use super::{
    genesis::{GenesisConfig, LoadError},
    DefaultBlock, Height, Seal, Transaction, TxSeal, Validator,
};
use crate::{
    event::{Aggregate, AggregateId, BlockCreatedEvent},
    event_store::{Repository, RepositoryError},
    if_monitoring, time, BoxError, Error,
};
use serde::de::DeserializeOwned;
use std::{path::Path, time::Duration};

if_monitoring! {
    use lazy_static::lazy_static;
    use prometheus::{register_int_counter, IntCounter};

    lazy_static! {
        /// Counts the blocks sealed and persisted by this node.
        static ref BLOCKS_CREATED: IntCounter = register_int_counter!(
            "blocks_created",
            "The number of blocks sealed and persisted."
        )
        .unwrap();
    }
}

/// Builds sealed blocks and persists their creation.
///
/// A block is only returned after its `BlockCreatedEvent` was saved,
/// so a caller never observes a block that is not persisted.
pub struct BlockFactory<V, R> {
    validator: V,
    repository: R,
    timestamp_precision: Duration,
}

impl<V, R> BlockFactory<V, R>
where
    V: Validator + Sync,
{
    /// Create a new factory sealing with `validator` and saving into `repository`.
    #[must_use]
    pub fn new(validator: V, repository: R) -> Self {
        Self {
            validator,
            repository,
            timestamp_precision: time::DEFAULT_TIMESTAMP_PRECISION,
        }
    }

    /// Round block timestamps to `precision` instead of the default tenth of a second.
    #[must_use]
    pub fn with_timestamp_precision(mut self, precision: Duration) -> Self {
        self.timestamp_precision = precision;
        self
    }

    /// Get the repository blocks are saved into.
    pub fn repository(&self) -> &R {
        &self.repository
    }

    /// Create the genesis block from the configuration file at `config_path`.
    ///
    /// The `TxSeal` is derived from the configured `TxList`.
    /// A configured `TxSeal` that differs from the derived one is rejected.
    pub fn create_genesis_block<T>(
        &self,
        config_path: impl AsRef<Path>,
    ) -> Result<DefaultBlock<T>, Error>
    where
        T: Transaction + DeserializeOwned,
        R: Repository<BlockCreatedEvent<T>>,
    {
        let config_path = config_path.as_ref();
        let set_config = |reason: LoadError| Error::SetConfig {
            path: config_path.display().to_string(),
            reason,
        };
        let config: GenesisConfig<T> = GenesisConfig::load(config_path).map_err(set_config)?;

        let tx_seal = self.tx_seal_of(&config.tx_list)?;
        if !config.tx_seal.is_empty() && config.tx_seal != tx_seal {
            return Err(set_config(LoadError::TxSealMismatch));
        }

        let timestamp = time::now(self.timestamp_precision);
        let seal = self.validator.compute_seal(
            timestamp,
            &config.prev_seal,
            &tx_seal,
            &config.creator,
        );

        let block = DefaultBlock {
            seal,
            prev_seal: config.prev_seal,
            height: config.height,
            tx_list: config.tx_list,
            tx_seal,
            timestamp,
            creator: config.creator,
        };

        self.persist(&block)?;
        log::info!("Created genesis block {}.", block.seal);
        Ok(block)
    }

    /// Create a block on top of the block sealed with `prev_seal`.
    ///
    /// Fails with `Error::BuildingTxSeal` without transactions and with
    /// `Error::BuildingSeal` without `prev_seal` or `creator`.
    pub fn create_proposed_block<T>(
        &self,
        prev_seal: Seal,
        height: Height,
        tx_list: Vec<T>,
        creator: Vec<u8>,
    ) -> Result<DefaultBlock<T>, Error>
    where
        T: Transaction,
        R: Repository<BlockCreatedEvent<T>>,
    {
        let tx_seal = self.validator.build_tx_seal(&tx_list)?;
        let timestamp = time::now(self.timestamp_precision);
        let seal = self
            .validator
            .build_seal(timestamp, &prev_seal, &tx_seal, &creator)?;

        let block = DefaultBlock {
            seal,
            prev_seal,
            height,
            tx_list,
            tx_seal,
            timestamp,
            creator,
        };

        self.persist(&block)?;
        log::info!(
            "Created block {} at height {} with {} transactions.",
            block.seal,
            block.height,
            block.tx_list.len()
        );
        Ok(block)
    }

    /// Load the block sealed with `seal` from the repository.
    ///
    /// The seal is recomputed from the stored content. A block whose content
    /// does not hash to `seal` fails with `Error::SealMismatch`.
    pub fn load_block<T>(&self, seal: &Seal) -> Result<DefaultBlock<T>, Error>
    where
        T: Transaction,
        R: Repository<BlockCreatedEvent<T>>,
    {
        let aggregate_id = AggregateId::from(seal);
        let mut history = BlockHistory::new(aggregate_id.clone());
        self.repository
            .load(&mut history, &aggregate_id)
            .map_err(Error::Persistence)?;
        let event = history.created.ok_or_else(|| {
            Error::Persistence(RepositoryError::UnknownAggregate(aggregate_id).into())
        })?;

        let tx_seal = self.tx_seal_of(&event.tx_list)?;
        let computed = self.validator.compute_seal(
            event.timestamp,
            &event.prev_seal,
            &tx_seal,
            &event.creator,
        );
        if computed != *seal || tx_seal != event.tx_seal {
            log::warn!("Stored block {} does not match its content.", seal);
            return Err(Error::SealMismatch {
                seal: seal.clone(),
                computed,
            });
        }

        Ok(DefaultBlock::from_event(seal.clone(), event))
    }

    /// The `TxSeal` of `tx_list`, which is empty for an empty list.
    fn tx_seal_of<T>(&self, tx_list: &[T]) -> Result<TxSeal, Error>
    where
        T: Transaction,
    {
        if tx_list.is_empty() {
            Ok(TxSeal::default())
        } else {
            self.validator.build_tx_seal(tx_list)
        }
    }

    fn persist<T>(&self, block: &DefaultBlock<T>) -> Result<(), Error>
    where
        T: Clone,
        R: Repository<BlockCreatedEvent<T>>,
    {
        let event = BlockCreatedEvent::from(block);
        self.repository
            .save(&AggregateId::from(&block.seal), vec![event])
            .map_err(Error::Persistence)?;

        if_monitoring!({
            BLOCKS_CREATED.inc();
        });
        Ok(())
    }
}

/// The event history of a single block.
///
/// A block is created exactly once and never changes afterwards.
struct BlockHistory<T> {
    aggregate_id: AggregateId,
    created: Option<BlockCreatedEvent<T>>,
}

impl<T> BlockHistory<T> {
    const fn new(aggregate_id: AggregateId) -> Self {
        Self {
            aggregate_id,
            created: None,
        }
    }
}

impl<T> Aggregate for BlockHistory<T> {
    type Event = BlockCreatedEvent<T>;

    fn aggregate_id(&self) -> AggregateId {
        self.aggregate_id.clone()
    }

    fn on(&mut self, event: BlockCreatedEvent<T>) -> Result<(), BoxError> {
        if self.created.is_some() {
            return Err(format!("Block {} was created more than once.", self.aggregate_id).into());
        }
        self.created = Some(event);
        Ok(())
    }
}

════════════════

Activity. Without altering a single word, write out the whole listing.

Result of this task.
use super::{
    genesis::{GenesisConfig, LoadError},
    DefaultBlock, Height, Seal, Transaction, TxSeal, Validator,
};
use crate::{
    event::{Aggregate, AggregateId, BlockCreatedEvent},
    event_store::{Repository, RepositoryError},
    if_monitoring, time, BoxError, Error,
};
use serde::de::DeserializeOwned;
use std::{path::Path, time::Duration};

if_monitoring! {
    use lazy_static::lazy_static;
    use prometheus::{register_int_counter, IntCounter};

    lazy_static! {
        /// Counts the blocks sealed and persisted by this node.
        static ref BLOCKS_CREATED: IntCounter = register_int_counter!(
            "blocks_created",
            "The number of blocks sealed and persisted."
        )
        .unwrap();
    }
}

/// Builds sealed blocks and persists their creation.
///
/// A block is only returned after its `BlockCreatedEvent` was saved,
/// so a caller never observes a block that is not persisted.
pub struct BlockFactory<V, R> {
    validator: V,
    repository: R,
    timestamp_precision: Duration,
}

impl<V, R> BlockFactory<V, R>
where
    V: Validator + Sync,
{
    /// Create a new factory sealing with `validator` and saving into `repository`.
    #[must_use]
    pub fn new(validator: V, repository: R) -> Self {
        Self {
            validator,
            repository,
            timestamp_precision: time::DEFAULT_TIMESTAMP_PRECISION,
        }
    }

    /// Round block timestamps to `precision` instead of the default tenth of a second.
    #[must_use]
    pub fn with_timestamp_precision(mut self, precision: Duration) -> Self {
        self.timestamp_precision = precision;
        self
    }

    /// Get the repository blocks are saved into.
    pub fn repository(&self) -> &R {
        &self.repository
    }

    /// Create the genesis block from the configuration file at `config_path`.
    ///
    /// The `TxSeal` is derived from the configured `TxList`.
    /// A configured `TxSeal` that differs from the derived one is rejected.
    pub fn create_genesis_block<T>(
        &self,
        config_path: impl AsRef<Path>,
    ) -> Result<DefaultBlock<T>, Error>
    where
        T: Transaction + DeserializeOwned,
        R: Repository<BlockCreatedEvent<T>>,
    {
        let config_path = config_path.as_ref();
        let set_config = |reason: LoadError| Error::SetConfig {
            path: config_path.display().to_string(),
            reason,
        };
        let config: GenesisConfig<T> = GenesisConfig::load(config_path).map_err(set_config)?;

        let tx_seal = self.tx_seal_of(&config.tx_list)?;
        if !config.tx_seal.is_empty() && config.tx_seal != tx_seal {
            return Err(set_config(LoadError::TxSealMismatch));
        }

        let timestamp = time::now(self.timestamp_precision);
        let seal = self.validator.compute_seal(
            timestamp,
            &config.prev_seal,
            &tx_seal,
            &config.creator,
        );

        let block = DefaultBlock {
            seal,
            prev_seal: config.prev_seal,
            height: config.height,
            tx_list: config.tx_list,
            tx_seal,
            timestamp,
            creator: config.creator,
        };

        self.persist(&block)?;
        log::info!("Created genesis block {}.", block.seal);
        Ok(block)
    }

    /// Create a block on top of the block sealed with `prev_seal`.
    ///
    /// Fails with `Error::BuildingTxSeal` without transactions and with
    /// `Error::BuildingSeal` without `prev_seal` or `creator`.
    pub fn create_proposed_block<T>(
        &self,
        prev_seal: Seal,
        height: Height,
        tx_list: Vec<T>,
        creator: Vec<u8>,
    ) -> Result<DefaultBlock<T>, Error>
    where
        T: Transaction,
        R: Repository<BlockCreatedEvent<T>>,
    {
        let tx_seal = self.validator.build_tx_seal(&tx_list)?;
        let timestamp = time::now(self.timestamp_precision);
        let seal = self
            .validator
            .build_seal(timestamp, &prev_seal, &tx_seal, &creator)?;

        let block = DefaultBlock {
            seal,
            prev_seal,
            height,
            tx_list,
            tx_seal,
            timestamp,
            creator,
        };

        self.persist(&block)?;
        log::info!(
            "Created block {} at height {} with {} transactions.",
            block.seal,
            block.height,
            block.tx_list.len()
        );
        Ok(block)
    }

    /// Load the block sealed with `seal` from the repository.
    ///
    /// The seal is recomputed from the stored content. A block whose content
    /// does not hash to `seal` fails with `Error::SealMismatch`.
    pub fn load_block<T>(&self, seal: &Seal) -> Result<DefaultBlock<T>, Error>
    where
        T: Transaction,
        R: Repository<BlockCreatedEvent<T>>,
    {
        let aggregate_id = AggregateId::from(seal);
        let mut history = BlockHistory::new(aggregate_id.clone());
        self.repository
            .load(&mut history, &aggregate_id)
            .map_err(Error::Persistence)?;
        let event = history.created.ok_or_else(|| {
            Error::Persistence(RepositoryError::UnknownAggregate(aggregate_id).into())
        })?;

        let tx_seal = self.tx_seal_of(&event.tx_list)?;
        let computed = self.validator.compute_seal(
            event.timestamp,
            &event.prev_seal,
            &tx_seal,
            &event.creator,
        );
        if computed != *seal || tx_seal != event.tx_seal {
            log::warn!("Stored block {} does not match its content.", seal);
            return Err(Error::SealMismatch {
                seal: seal.clone(),
                computed,
            });
        }

        Ok(DefaultBlock::from_event(seal.clone(), event))
    }

    /// The `TxSeal` of `tx_list`, which is empty for an empty list.
    fn tx_seal_of<T>(&self, tx_list: &[T]) -> Result<TxSeal, Error>
    where
        T: Transaction,
    {
        if tx_list.is_empty() {
            Ok(TxSeal::default())
        } else {
            self.validator.build_tx_seal(tx_list)
        }
    }

    fn persist<T>(&self, block: &DefaultBlock<T>) -> Result<(), Error>
    where
        T: Clone,
        R: Repository<BlockCreatedEvent<T>>,
    {
        let event = BlockCreatedEvent::from(block);
        self.repository
            .save(&AggregateId::from(&block.seal), vec![event])
            .map_err(Error::Persistence)?;

        if_monitoring!({
            BLOCKS_CREATED.inc();
        });
        Ok(())
    }
}

/// The event history of a single block.
///
/// A block is created exactly once and never changes afterwards.
struct BlockHistory<T> {
    aggregate_id: AggregateId,
    created: Option<BlockCreatedEvent<T>>,
}

impl<T> BlockHistory<T> {
    const fn new(aggregate_id: AggregateId) -> Self {
        Self {
            aggregate_id,
            created: None,
        }
    }
}

impl<T> Aggregate for BlockHistory<T> {
    type Event = BlockCreatedEvent<T>;

    fn aggregate_id(&self) -> AggregateId {
        self.aggregate_id.clone()
    }

    fn on(&mut self, event: BlockCreatedEvent<T>) -> Result<(), BoxError> {
        if self.created.is_some() {
            return Err(format!("Block {} was created more than once.", self.aggregate_id).into());
        }
        self.created = Some(event);
        Ok(())
    }
}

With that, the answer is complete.